The Jesse Lewis Choose Love Movement distributes The Choose Love Enrichment Program™, a free, downloadable, pre-K through twelfth grade, evidence-based social and emotional (SEL) classroom program, which focuses on four important character values: Courage, Gratitude, Forgiveness, and Compassion in Action, which cultivate optimism, resilience, and personal responsibility. Elements include positive psychology, mindfulness, neuroscience, and character values. That means learning how to identify and manage our emotions, how to make a conscious choice, to be kind in the face of anger, cut the cord that binds us to hurt, and harness the power of post-traumatic growth.

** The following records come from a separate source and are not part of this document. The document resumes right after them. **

use robust_vector3::{assert_fuzzy_eq, vec3, NormalizeError, Vector3};

#[test]
fn normalized_magnitude_is_one() {
    let cases = [
        vec3(3.0, 1.0, -1.0),
        vec3(-2.0, 7.5, 0.25),
        // subnormal components survive the scaling
        vec3(1e-320, 0.0, 0.0),
        vec3(5e-324, 5e-324, 0.0),
        // and so do components whose squares would overflow
        vec3(1e200, -1e200, 1e200),
        vec3(f64::MAX, f64::MAX, 0.0),
    ];

    for v in cases {
        let unit = v.try_normalize().unwrap();
        assert!(
            unit.is_unit_vector_eps(1e-12),
            "normalize({v:?}) produced {unit:?} with magnitude {}",
            unit.magnitude()
        );
    }
}

#[test]
fn normalized_direction() {
    let unit = vec3(3.0, 1.0, -1.0).try_normalize().unwrap();
    let expected = vec3(3.0, 1.0, -1.0) / 11.0_f64.sqrt();
    assert_fuzzy_eq!(unit, expected, 1e-15);

    let negated = vec3(-3.0, -1.0, 1.0).try_normalize().unwrap();
    assert_fuzzy_eq!(negated, -expected, 1e-15);
}

#[test]
fn zero_vector_has_no_direction() {
    assert_eq!(Vector3::ZERO.try_normalize(), Err(NormalizeError::ZeroMagnitude));
    assert_eq!(vec3(-0.0, 0.0, -0.0).try_normalize(), Err(NormalizeError::ZeroMagnitude));
    assert_eq!(Vector3::ZERO.normalize_or_default(), Vector3::ZERO);
}

#[test]
fn single_infinite_component_dominates() {
    let axis_cases = [
        (vec3(f64::INFINITY, 0.0, 0.0), Vector3::X_AXIS),
        (vec3(f64::NEG_INFINITY, 0.0, 0.0), -Vector3::X_AXIS),
        (vec3(0.0, f64::INFINITY, 0.0), Vector3::Y_AXIS),
        (vec3(0.0, f64::NEG_INFINITY, 0.0), -Vector3::Y_AXIS),
        (vec3(0.0, 0.0, f64::INFINITY), Vector3::Z_AXIS),
        (vec3(0.0, 0.0, f64::NEG_INFINITY), -Vector3::Z_AXIS),
    ];

    for (v, expected) in axis_cases {
        assert_eq!(v.try_normalize(), Ok(expected), "normalize({v:?})");
    }
}

#[test]
fn mixed_infinite_components_are_ambiguous() {
    let ambiguous = [
        // finite components alongside an infinity contribute nothing to the
        // direction but the result is not a plain axis either
        vec3(f64::INFINITY, 3.0, 6.0),
        vec3(1.0, f64::INFINITY, 1.0),
        vec3(f64::INFINITY, f64::INFINITY, 0.0),
        vec3(f64::INFINITY, f64::NEG_INFINITY, 0.0),
        vec3(f64::NEG_INFINITY, f64::NEG_INFINITY, f64::NEG_INFINITY),
    ];

    for v in ambiguous {
        assert_eq!(v.try_normalize(), Err(NormalizeError::AmbiguousDirection), "normalize({v:?})");
    }
}

#[test]
fn nan_component_takes_precedence() {
    assert_eq!(Vector3::NAN.try_normalize(), Err(NormalizeError::NanComponent));
    assert_eq!(vec3(f64::NAN, 1.0, 2.0).try_normalize(), Err(NormalizeError::NanComponent));
    // NaN wins even when an infinity is present
    assert_eq!(
        vec3(f64::NAN, f64::INFINITY, 0.0).try_normalize(),
        Err(NormalizeError::NanComponent)
    );
}

#[test]
fn normalize_or_default_fills_failures() {
    assert_eq!(Vector3::ZERO.normalize_or_default(), Vector3::ZERO);
    assert!(Vector3::NAN.normalize_or_default().is_nan());
    assert!(vec3(f64::INFINITY, f64::INFINITY, 0.0).normalize_or_default().is_nan());
    assert_eq!(vec3(0.0, -2.0, 0.0).normalize_or_default(), -Vector3::Y_AXIS);
}

#[test]
fn scale_to_magnitude() {
    assert_fuzzy_eq!(vec3(3.0, 4.0, 0.0).scale(10.0).unwrap(), vec3(6.0, 8.0, 0.0), 1e-12);

    // a negative magnitude flips the direction
    assert_fuzzy_eq!(vec3(3.0, 4.0, 0.0).scale(-5.0).unwrap(), vec3(-3.0, -4.0, 0.0), 1e-12);

    assert_eq!(vec3(f64::INFINITY, 0.0, 0.0).scale(3.0), Ok(vec3(3.0, 0.0, 0.0)));
    assert_eq!(Vector3::ZERO.scale(2.0), Err(NormalizeError::ZeroMagnitude));
    assert_eq!(Vector3::NAN.scale(2.0), Err(NormalizeError::NanComponent));
}

#[test]
fn error_messages() {
    assert_eq!(
        NormalizeError::ZeroMagnitude.to_string(),
        "cannot normalize a vector with zero magnitude"
    );
    assert_eq!(
        NormalizeError::NanComponent.to_string(),
        "cannot normalize a vector with a NaN component"
    );
    assert_eq!(
        NormalizeError::AmbiguousDirection.to_string(),
        "cannot normalize a vector with ambiguous infinite components"
    );
}

#[test]
#[should_panic(expected = "zero magnitude")]
fn normalize_panics_on_zero() {
    Vector3::ZERO.normalize();
}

While Scarlett and Jesse’s older brother JT have dedicated their lives to forgiveness in action, reactions among townspeople in Newtown remain mixed. Both the site of the massacre and the home where shooter Adam Lanza lived were demolished in 2013 and 2014, but Dr. Joseph Schippa says that the jury is still out on whether demolishing these visual reminders of horror goes deeper than a Band-Aid.

He says that people in Newtown don’t talk about how they are still affected years later.

“I think many were relieved to have the school and Adam Lanza’s house destroyed, although I am not sure that ‘erasure’ like that is entirely helpful,” says Dr. Schippa. “Some people have been silent, some have been vocal about changing gun laws, some have pursued working with schools to become kinder places, some have forgiven, and some will never tell you that they haven’t forgiven.”

But for Scarlett and JT Lewis, the takeaway message is clear: Forgiveness brings hope. It is a way of cutting the cord between you and the person who hurt you.

Phyllis Rodriguez lost her only son, Greg, on September 11, 2001. An IT specialist, he worked on the 103rd floor of the north tower of the World Trade Center.

“We realized very early the morning of the 12th that our government, given its history, was going to do something military and violent in the name of our son,” she says. “That wasn’t going to do any good.”75

Phyllis and her husband, Orlando Rodriguez, became vocal opponents of the death penalty for Zacarias Moussaoui, the man known as “the 20th hijacker.” In the spirit of forgiveness, Phyllis reached out to Moussaoui’s mother, Aicha el-Wafi.

“We realized that what we had in common was our common humanity,” she says. “We were human beings. It is a very valuable part of my life and my healing.”76

Forgiveness does not make her miss her son any less. Nor does she condone the attackers. But in the aftermath of 9/11, Phyllis Rodriguez has dedicated herself to forgiveness projects and human rights causes.

“I don’t think it happened for a reason,” she says. “But it did happen and I feel fortunate that I had the inner resources to respond in the way that I did.”77

The Star of Hope

In Greek mythology, when Pandora opened a secret box, which she had been forbidden to touch, she released all sorts of evil into the air. Only one thing remained behind: Hope. The star of hope that hovers over Pandora’s Box shines bright when we acknowledge the healing power of the Fourth Gift.

Practice. Practice. Practice.

In one of my favorite teaching tales, a concert violinist is asked how she got to perform at Carnegie Hall. Her answer was simple: “Practice. Practice. Practice.”

So it is with forgiveness.

Five Minutes a Day to Forgiveness

Choose one activity to practice for five minutes a day for five days.

Imagine that you can step inside this emerging version of yourself. Look out through your own eyes, listen to your thoughts, and feel what it’s like in your body to have already forgiven someone, or what it’s like to have forgiven. Yes, it’s you. Any time you want to access a forgiving (or forgiven) state, repeat this process.